Files
yaze/docs/internal/agents/tests-binary-ux-proposals.md

37 lines
3.7 KiB
Markdown
Raw Blame History

This file contains ambiguous Unicode characters
This file contains Unicode characters that might be confused with other characters. If you think that this is intentional, you can safely ignore this warning. Use the Escape button to reveal them.
# YAZE Test Binary UX Proposals (yaze_test / ctest Integration)
Status: IN_PROGRESS
Owner: ai-infra-architect
Created: 2025-12-01
Last Reviewed: 2025-12-01
Next Review: 2025-12-08
Board: docs/internal/agents/coordination-board.md (2025-12-01 ai-infra-architect z3ed CLI UX/TUI Improvement Proposals)
## Summary
- Make the test binaries and ctest entry points friendlier for humans and agents: clearer filters, artifacts, and machine-readable outputs.
- Provide a first-class manifest of suites/labels/requirements and a consistent way to supply ROM/AI/headless settings.
- Reduce friction when iterating locally (fast presets, targeted subsets) and when collecting results for automation/CI.
## Observations
- The unified `yaze_test` binary emits gtest text only; ctest wraps it but lacks machine-readable summaries unless parsed. Agents currently scrape stdout.
- Suite/label requirements (ROM path, AI runtime, headless display) are implicit; misconfiguration silently skips or hard-fails without actionable guidance.
- Filter UX is split: gtest filters vs ctest `-L/-R`; no single recommended entry that also records artifacts/logs for failures.
- Artifacts (logs, screenshots, recordings) from GUI/agent tests are not consistently emitted or linked from results.
- Preset coupling is manual; users must remember which CMake preset enables ROM/AI/headless options. No quick “fast subset” toggle inside the binary.
## Improvement Proposals
- **Manifest & discovery**: Generate a JSON manifest (per build) listing tests, labels, requirements (ROM path, AI runtime), and expected artifacts. Expose via `yaze_test --export-manifest <path>` and `ctest -T mem`-style option. Agents can load it instead of scraping.
- **Structured output**: Add `--output-format {text,json,junit}` to `yaze_test` to emit summaries (pass/fail, duration, seed, artifacts) in one file; default to text for humans, JSON for automation. Wire ctest to collect the JSON and place it in a predictable directory.
- **Requirements gating**: On startup, detect missing ROM/AI/headless support and fail fast with actionable messages and suggested CMake flags/env (e.g., `YAZE_ENABLE_ROM_TESTS`, `YAZE_TEST_ROM_PATH`). Offer a `--mock-rom-ok` mode to downgrade ROM tests when a mock is acceptable.

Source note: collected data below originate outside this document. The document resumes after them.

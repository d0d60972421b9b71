//! WaniKani progress source
//!
//! Three calls against the v2 API, all with bearer authentication:
//!
//! 1. `GET /v2/user` for the level
//! 2. `GET /v2/assignments`, every page, keeping vocabulary subjects that
//!    are not burned (SRS stage 9)
//! 3. `GET /v2/subjects?types=vocabulary&ids=…`, every page, for the
//!    characters of those subjects
//!
//! Pages are followed through `pages.next_url` until it is null.

use std::time::Duration;

use anyhow::Context;
use async_trait::async_trait;
use serde::Deserialize;

use super::{VocabularySnapshot, VocabularySource};

/// WaniKani API root
pub const WANIKANI_API_BASE: &str = "https://api.wanikani.com/v2";

/// SRS stage of a burned item
const BURNED_SRS_STAGE: u32 = 9;

/// Subject ids per `/subjects` request
const SUBJECT_BATCH: usize = 500;

#[derive(Debug, Deserialize)]
struct Pages {
    next_url: Option<String>,
}

#[derive(Debug, Deserialize)]
struct Page<T> {
    data: Vec<Resource<T>>,
    pages: Pages,
}

#[derive(Debug, Deserialize)]
struct Resource<T> {
    data: T,
}

#[derive(Debug, Deserialize)]
struct UserEnvelope {
    data: UserData,
}

#[derive(Debug, Deserialize)]
struct UserData {
    level: i32,
}

#[derive(Debug, Deserialize)]
struct AssignmentData {
    subject_id: u64,
    subject_type: String,
    srs_stage: u32,
}

#[derive(Debug, Deserialize)]
struct SubjectData {
    characters: Option<String>,
}

/// Progress from a WaniKani account
#[derive(Clone)]
pub struct WaniKaniSource {
    api_key: String,
    base_url: String,
    http_client: reqwest::Client,
}

impl std::fmt::Debug for WaniKaniSource {
    fn fmt(&self, f: &mut std::fmt::Formatter<'_>) -> std::fmt::Result {
        f.debug_struct("WaniKaniSource")
            .field("base_url", &self.base_url)
            .finish_non_exhaustive()
    }
}

impl WaniKaniSource {
    /// Create a source for the account owning `api_key`
    ///
    /// # Errors
    ///
    /// Returns an error if the HTTP client cannot be built.
    pub fn new(api_key: impl Into<String>) -> anyhow::Result<Self> {
        Self::with_base_url(api_key, WANIKANI_API_BASE)
    }

    /// Create a source against another API root
    ///
    /// # Errors
    ///
    /// Returns an error if the HTTP client cannot be built.
    pub fn with_base_url(
        api_key: impl Into<String>,
        base_url: impl Into<String>,
    ) -> anyhow::Result<Self> {
        Ok(Self {
            api_key: api_key.into(),
            base_url: base_url.into().trim_end_matches('/').to_string(),
            http_client: reqwest::Client::builder()
                .timeout(Duration::from_secs(30))
                .build()
                .context("Failed to create HTTP client")?,
        })
    }

    async fn get_json(&self, url: &str) -> anyhow::Result<serde_json::Value> {
        let response = self
            .http_client
            .get(url)
            .bearer_auth(&self.api_key)
            .send()
            .await?;

        if !response.status().is_success() {
            let status = response.status();
            anyhow::bail!("WaniKani returned {status} for {url}");
        }

        Ok(response.json().await?)
    }

    /// Follow `pages.next_url` from `first_url`, collecting every resource
    async fn get_all<T: serde::de::DeserializeOwned>(&self, first_url: String) -> anyhow::Result<Vec<T>> {
        let mut items = Vec::new();
        let mut next = Some(first_url);

        while let Some(url) = next {
            let value = self.get_json(&url).await?;
            let (mut page, next_url) = parse_page::<T>(value)?;
            items.append(&mut page);
            next = next_url;
        }

        Ok(items)
    }

    async fn fetch_level(&self) -> anyhow::Result<i32> {
        let value = self.get_json(&format!("{}/user", self.base_url)).await?;
        parse_level(value)
    }

    async fn fetch_in_progress(&self) -> anyhow::Result<Vec<String>> {
        let assignments: Vec<AssignmentData> = self
            .get_all(format!("{}/assignments", self.base_url))
            .await?;
        let ids = unburned_vocabulary_ids(&assignments);

        let mut words = Vec::new();
        for batch in ids.chunks(SUBJECT_BATCH) {
            let ids: Vec<String> = batch.iter().map(u64::to_string).collect();
            let url = format!(
                "{}/subjects?types=vocabulary&ids={}",
                self.base_url,
                ids.join(",")
            );
            let subjects: Vec<SubjectData> = self.get_all(url).await?;
            words.extend(subjects.into_iter().filter_map(|s| s.characters));
        }

        Ok(words)
    }

    async fn try_fetch(&self) -> anyhow::Result<VocabularySnapshot> {
        let level = self.fetch_level().await?;
        let in_progress = self.fetch_in_progress().await?;
        Ok(VocabularySnapshot::new(level, in_progress))
    }
}

fn parse_level(value: serde_json::Value) -> anyhow::Result<i32> {
    let envelope: UserEnvelope =
        serde_json::from_value(value).context("Unexpected WaniKani user payload")?;
    Ok(envelope.data.level)
}

fn parse_page<T: serde::de::DeserializeOwned>(
    value: serde_json::Value,
) -> anyhow::Result<(Vec<T>, Option<String>)> {
    let page: Page<T> =
        serde_json::from_value(value).context("Unexpected WaniKani collection payload")?;
    let items = page.data.into_iter().map(|r| r.data).collect();
    Ok((items, page.pages.next_url))
}

fn unburned_vocabulary_ids(assignments: &[AssignmentData]) -> Vec<u64> {
    assignments
        .iter()
        .filter(|a| a.subject_type == "vocabulary" && a.srs_stage != BURNED_SRS_STAGE)
        .map(|a| a.subject_id)
        .collect()
}

#[async_trait]
impl VocabularySource for WaniKaniSource {
    fn name(&self) -> &str {
        "WaniKani"
    }

    async fn fetch(&self) -> VocabularySnapshot {
        match self.try_fetch().await {
            Ok(snapshot) => {
                tracing::info!(
                    level = snapshot.level,
                    words = snapshot.in_progress.len(),
                    "Fetched WaniKani progress"
                );
                snapshot
            }
            Err(e) => {
                tracing::warn!(error = %e, "WaniKani progress unavailable");
                VocabularySnapshot::unavailable()
            }
        }
    }
}

#[cfg(test)]
mod tests {
    use super::*;

    #[test]
    fn test_parse_level() {
        let value = serde_json::json!({
            "object": "user",
            "data": { "username": "x", "level": 14, "subscription": { "active": true } }
        });
        assert_eq!(parse_level(value).unwrap(), 14);
        assert!(parse_level(serde_json::json!({ "data": {} })).is_err());
    }

    #[test]
    fn test_parse_assignment_page_and_filter() {
        let value = serde_json::json!({
            "object": "collection",
            "pages": { "next_url": "https://api.wanikani.com/v2/assignments?page_after_id=3" },
            "data": [
                { "id": 1, "data": { "subject_id": 10, "subject_type": "vocabulary", "srs_stage": 4 } },
                { "id": 2, "data": { "subject_id": 11, "subject_type": "vocabulary", "srs_stage": 9 } },
                { "id": 3, "data": { "subject_id": 12, "subject_type": "kanji", "srs_stage": 2 } },
                { "id": 4, "data": { "subject_id": 13, "subject_type": "vocabulary", "srs_stage": 0 } }
            ]
        });

        let (assignments, next) = parse_page::<AssignmentData>(value).unwrap();
        assert_eq!(assignments.len(), 4);
        assert_eq!(
            next.as_deref(),
            Some("https://api.wanikani.com/v2/assignments?page_after_id=3")
        );
        assert_eq!(unburned_vocabulary_ids(&assignments), vec![10, 13]);
    }

    #[test]
    fn test_parse_subject_page() {
        let value = serde_json::json!({
            "pages": { "next_url": null },
            "data": [
                { "id": 10, "data": { "characters": "食べる", "meanings": [] } },
                { "id": 13, "data": { "characters": null } }
            ]
        });
        let (subjects, next) = parse_page::<SubjectData>(value).unwrap();
        assert!(next.is_none());
        let words: Vec<_> = subjects.into_iter().filter_map(|s| s.characters).collect();
        assert_eq!(words, vec!["食べる".to_string()]);
    }

    #[tokio::test]
    async fn test_unreachable_api_is_unavailable() {
        let source = WaniKaniSource::with_base_url("key", "http://127.0.0.1:9/v2").unwrap();
        assert_eq!(source.fetch().await, VocabularySnapshot::unavailable());
    }
}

- **Filters & subsets**: Provide a unified front-end flag set (`--label stable|gui|rom_dependent|experimental`, `--gtest_filter`, `--list`) that internally routes to gtest/labels so humans/agents dont guess. Add `--shard <N/M>` for parallel runs.
- **Artifacts & logs**: Standardize artifact output location (`build/artifacts/tests/<run-id>/`) and name failing-test logs/screenshots accordingly. Emit paths in JSON output. Ensure GUI/agent recordings are captured when labels include `gui` or `experimental`.
- **Preset hints**: Print which CMake preset was used to build the binary and whether ROM/AI options are compiled in. Add `--recommend-preset` helper to suggest `mac-test/mac-ai/mac-dev` based on requested labels.
- **Headless helpers**: Add `--headless-check` to validate SDL/display availability and exit gracefully with instructions to use headless mode; integrate into ctest label defaults.
- **Exit codes**: Ensure non-zero exit codes for any test failure and distinct codes for configuration failures vs runtime failures to simplify automation.
## Exit Criteria (for this scope)
- `yaze_test` (and/or a small wrapper) can emit JSON/JUnit summaries and a manifest without stdout scraping.
- Clear, actionable errors when requirements (ROM/AI/display) are missing, with suggested flags/presets.
- Artifacts for failing GUI/agent tests are written to predictable paths and referenced in structured output.
- Unified filter/label interface documented and consistent with ctest usage.